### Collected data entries
*** Begin section ***

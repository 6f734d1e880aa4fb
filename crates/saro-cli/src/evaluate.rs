//! # Evaluate Subcommand
//!
//! Runs the agent pipeline in-process on a piece of model output and
//! prints the resulting run as pretty JSON.

use anyhow::{bail, Context, Result};
use clap::Args;
use rand::rngs::StdRng;
use rand::SeedableRng;
use saro_core::{IdPrefix, RecordId, Verdict};
use saro_rules::{run_pipeline, AgentRun, AgentRunRequest, Policy};

/// Arguments for the `saro evaluate` subcommand.
#[derive(Args, Debug)]
pub struct EvaluateArgs {
    /// Policy benchmark to evaluate against.
    #[arg(long, default_value = "EU AI Act")]
    pub policy: String,

    /// Deployment domain (finance, healthcare, hr, general).
    #[arg(long, default_value = "general")]
    pub domain: String,

    /// Model output text to analyse.
    #[arg(long)]
    pub text: String,

    /// Model name recorded on the run.
    #[arg(long)]
    pub model_name: Option<String>,

    /// Seed for reproducible output.
    #[arg(long)]
    pub seed: Option<u64>,

    /// Exit with status 1 when the verdict is FAIL.
    #[arg(long)]
    pub strict: bool,
}

/// Execute the evaluate subcommand.
///
/// Returns exit code: 0 on success, 1 if `--strict` and the run fails.
pub fn run_evaluate(args: &EvaluateArgs) -> Result<u8> {
    let run = evaluate(args)?;
    let json = serde_json::to_string_pretty(&run).context("failed to serialize run")?;
    println!("{json}");

    if args.strict && run.summary.verdict == Verdict::Fail {
        return Ok(1);
    }
    Ok(0)
}

/// Run the pipeline for `args` without printing.
pub fn evaluate(args: &EvaluateArgs) -> Result<AgentRun> {
    if args.text.trim().is_empty() {
        bail!("--text must not be empty");
    }
    if Policy::parse(&args.policy).is_none() {
        let known: Vec<&str> = Policy::ALL.iter().map(|p| p.as_str()).collect();
        bail!("unknown policy {:?}; expected one of {}", args.policy, known.join(", "));
    }

    let mut rng = match args.seed {
        Some(seed) => StdRng::seed_from_u64(seed),
        None => StdRng::from_entropy(),
    };
    let request = AgentRunRequest {
        model_name: args.model_name.clone(),
        policy: Some(args.policy.clone()),
        domain: Some(args.domain.clone()),
        output_text: Some(args.text.clone()),
        ..AgentRunRequest::default()
    };
    let run_id = RecordId::generate(IdPrefix::Run).into_string();
    tracing::info!(run_id = %run_id, policy = %args.policy, "evaluating model output");
    Ok(run_pipeline(&mut rng, saro_core::now(), &run_id, &request))
}

#[cfg(test)]
mod tests {
    use super::*;

    fn args(text: &str) -> EvaluateArgs {
        EvaluateArgs {
            policy: "EU AI Act".to_string(),
            domain: "finance".to_string(),
            text: text.to_string(),
            model_name: Some("CreditScorer-v2".to_string()),
            seed: Some(42),
            strict: false,
        }
    }

    #[test]
    fn text_run_is_agent_extracted() {
        let run = evaluate(&args("Loan denied automatically. Black box model, no human review.")).unwrap();
        assert!(run.agent_extracted);
        assert_eq!(run.input_type, "text");
        assert_eq!(run.model_name, "CreditScorer-v2");
        assert!(run.run_id.starts_with("RUN-"));
    }

    #[test]
    fn same_seed_same_checklist() {
        let a = evaluate(&args("Decision explained to applicant with human oversight.")).unwrap();
        let b = evaluate(&args("Decision explained to applicant with human oversight.")).unwrap();
        assert_eq!(a.checklist, b.checklist);
        assert_eq!(a.summary.verdict, b.summary.verdict);
    }

    #[test]
    fn unknown_policy_rejected() {
        let mut a = args("anything");
        a.policy = "GDPR".to_string();
        let err = evaluate(&a).unwrap_err();
        assert!(err.to_string().contains("unknown policy"));
    }

    #[test]
    fn blank_text_rejected() {
        assert!(evaluate(&args("   ")).is_err());
    }
}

*** End section ***

### What you need to do
All lines holding the word "rand" must be copied from the data.

### Written response
use rand::rngs::StdRng;
use rand::SeedableRng;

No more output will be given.